The second born of three boys, Armas never wanted to do anything but make a living playing soccer. His mother, Crysel, remembers him spending hour upon hour in their side yard when he was in elementary school in Brentwood, kicking a ball against the side of a stoop. She also can remember him practicing his signature, almost as if he knew he would one day be famous enough to be asked for an autograph.
Playing professional soccer, however, was a pretty tough occupational goal, considering there really wasn’t a true professional outdoor soccer league in the United States in the late-eighties and early-nineties when Armas was a star at St. Anthony’s High School and then Adelphi.
Bob Montgomery coached Armas on regional youth teams beginning when he was 12 and then later on at Adelphi, where he was a first-team All-American in 1993 during his senior year. Montgomery said Armas has always been the type of guy who made everyone else on the field look better.
“There’s so many people who like the guys who do the fancy things and ooh and ah,” Montgomery said. “But behind every team there are certain guys who are so cerebral and they have character and leadership. Chris is that guy.”
After graduating in 1994 with a degree in physical education, Armas played for the newly-formed Long Island Roughriders for two seasons, helping lead them to a USISL championship his second year.

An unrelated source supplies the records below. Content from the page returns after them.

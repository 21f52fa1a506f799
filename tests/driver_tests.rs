use blob_web::core::shader::{compile, UniformTable};
use blob_web::core::{
    EffectState, FrameDriver, FULLSCREEN_WGSL, MAX_BLOBS, OUTPUT_WGSL, SPEED_WGSL,
};
use blob_web::error::EffectError;
use glam::Vec2;
use naga::ShaderStage;

const LAYOUT: Vec2 = Vec2::new(800.0, 600.0);
const NO_INPUT: [Vec2; 0] = [];

fn tables() -> (UniformTable, UniformTable) {
    let vs = compile("fullscreen", FULLSCREEN_WGSL, ShaderStage::Vertex).unwrap();
    let speed = compile("speed", SPEED_WGSL, ShaderStage::Fragment).unwrap();
    let output = compile("output", OUTPUT_WGSL, ShaderStage::Fragment).unwrap();
    (
        UniformTable::for_program(&vs.module, &speed.module),
        UniformTable::for_program(&vs.module, &output.module),
    )
}

fn driver() -> (FrameDriver, UniformTable, UniformTable) {
    let (speed, output) = tables();
    let d = FrameDriver::new(&speed, &output).unwrap();
    (d, speed, output)
}

fn assert_blob_slots(d: &FrameDriver) {
    let block = d.output_block();
    let blobs = &d.state.blobs;
    for (i, h) in d.blob_handles().iter().enumerate() {
        let color = block.get_f32(h.color);
        let position = block.get_f32(h.position);
        let size = block.get_f32(h.size)[0];
        match blobs.get(i) {
            Some(b) => {
                assert_eq!(&color[..3], &b.color[..], "slot {}", i);
                assert_eq!(&position[..2], &b.position[..], "slot {}", i);
                assert_eq!(size, b.size, "slot {}", i);
            }
            None => {
                assert_eq!(color, [0.0; 4], "slot {}", i);
                assert_eq!(position, [0.0; 4], "slot {}", i);
                assert_eq!(size, 0.0, "slot {}", i);
            }
        }
    }
}

#[test]
fn one_input_then_twenty_frames_settles() {
    let (mut d, _, output) = driver();
    assert_eq!(d.state.blobs.len(), 3);

    d.frame(0.0, LAYOUT, [Vec2::new(400.0, 300.0)]);
    let target = d.state.pointer.delta_target;
    assert_blob_slots(&d);
    for i in 1..20 {
        d.frame(i as f64 * 16.0, LAYOUT, NO_INPUT);
        assert_blob_slots(&d);
    }

    assert_eq!(d.state.pointer.moving, 0.0);
    assert!((d.state.pointer.delta - target).length() < 1e-4);
    assert_eq!(d.frames(), 20);

    let count = output.get("blob_count").unwrap();
    assert_eq!(d.output_block().get_i32(count), 3);
    let nonzero = d
        .blob_handles()
        .iter()
        .filter(|h| d.output_block().get_f32(h.size)[0] != 0.0)
        .count();
    assert_eq!(nonzero, 3);
    assert_eq!(MAX_BLOBS - nonzero, 7);
}

#[test]
fn every_slot_is_rewritten_each_frame() {
    let (mut d, _, _) = driver();
    d.output_block_mut().fill(0xDEAD_BEEF);
    d.frame(0.0, LAYOUT, NO_INPUT);
    assert_blob_slots(&d);
}

#[test]
fn speed_pointer_is_flipped_and_output_pointer_is_not() {
    let (mut d, speed, output) = driver();
    d.frame(0.0, LAYOUT, [Vec2::new(200.0, 150.0)]);

    let sp = d.speed_block().get_f32(speed.get("pointer_position").unwrap());
    assert_eq!(&sp[..2], &[0.25, 0.75]);
    let op = d.output_block().get_f32(output.get("pointer_position").unwrap());
    assert_eq!(&op[..2], &[0.25, 0.25]);

    let ratio = d.speed_block().get_f32(speed.get("ratio").unwrap())[0];
    assert!((ratio - 800.0 / 600.0).abs() < 1e-6);
    let power = d.speed_block().get_f32(speed.get("pointer_power").unwrap())[0];
    assert_eq!(power, d.state.pointer.moving);
    let fade = d.speed_block().get_f32(speed.get("speed_fade").unwrap())[0];
    assert_eq!(fade, d.state.params.speed_texture_fade_speed);
}

#[test]
fn pointer_multiplier_is_pushed_at_creation_and_on_change() {
    let (mut d, _, output) = driver();
    let h = output.get("pointer_multiplier").unwrap();
    assert_eq!(d.output_block().get_f32(h)[0], d.state.params.pointer_multiplier);

    d.set_pointer_multiplier(0.2);
    assert_eq!(d.output_block().get_f32(h)[0], 0.2);
    assert_eq!(d.state.params.pointer_multiplier, 0.2);
}

#[test]
fn time_uniform_tracks_frame_clock() {
    let (mut d, _, output) = driver();
    d.frame(1234.0, LAYOUT, NO_INPUT);
    let t = d.output_block().get_f32(output.get("time").unwrap())[0];
    assert_eq!(t, 1234.0);
}

#[test]
fn drifted_shader_contract_is_fatal() {
    let (speed, _) = tables();
    let err = FrameDriver::with_state(&speed, &speed, EffectState::default()).err();
    assert!(matches!(err, Some(EffectError::MissingUniform { .. })));
}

The Roughriders, says Montgomery, didn’t pay a livable salary and players had to coach and have other side ventures in order to get by.
The soccer landscape and Armas’ fortune changed drastically in 1996 when MLS was created. Suddenly, Armas has a chance to live his dream and play soccer for a living. Armas dreamed of playing in his backyard for the team (the MetroStars) that became the Red Bulls and thought he had a good chance of going there. Instead, he was snapped up by the Los Angeles Galaxy with the No. 6 overall pick.
That launched a 12-year playing career that also included several stints on the U.S. National team. Armas emerged as an exceptional player after he was traded to the Chicago Fire before their inaugural campaign. Armas helped lead the franchise to a MLS championship his first year and was a MLS All-Star six times.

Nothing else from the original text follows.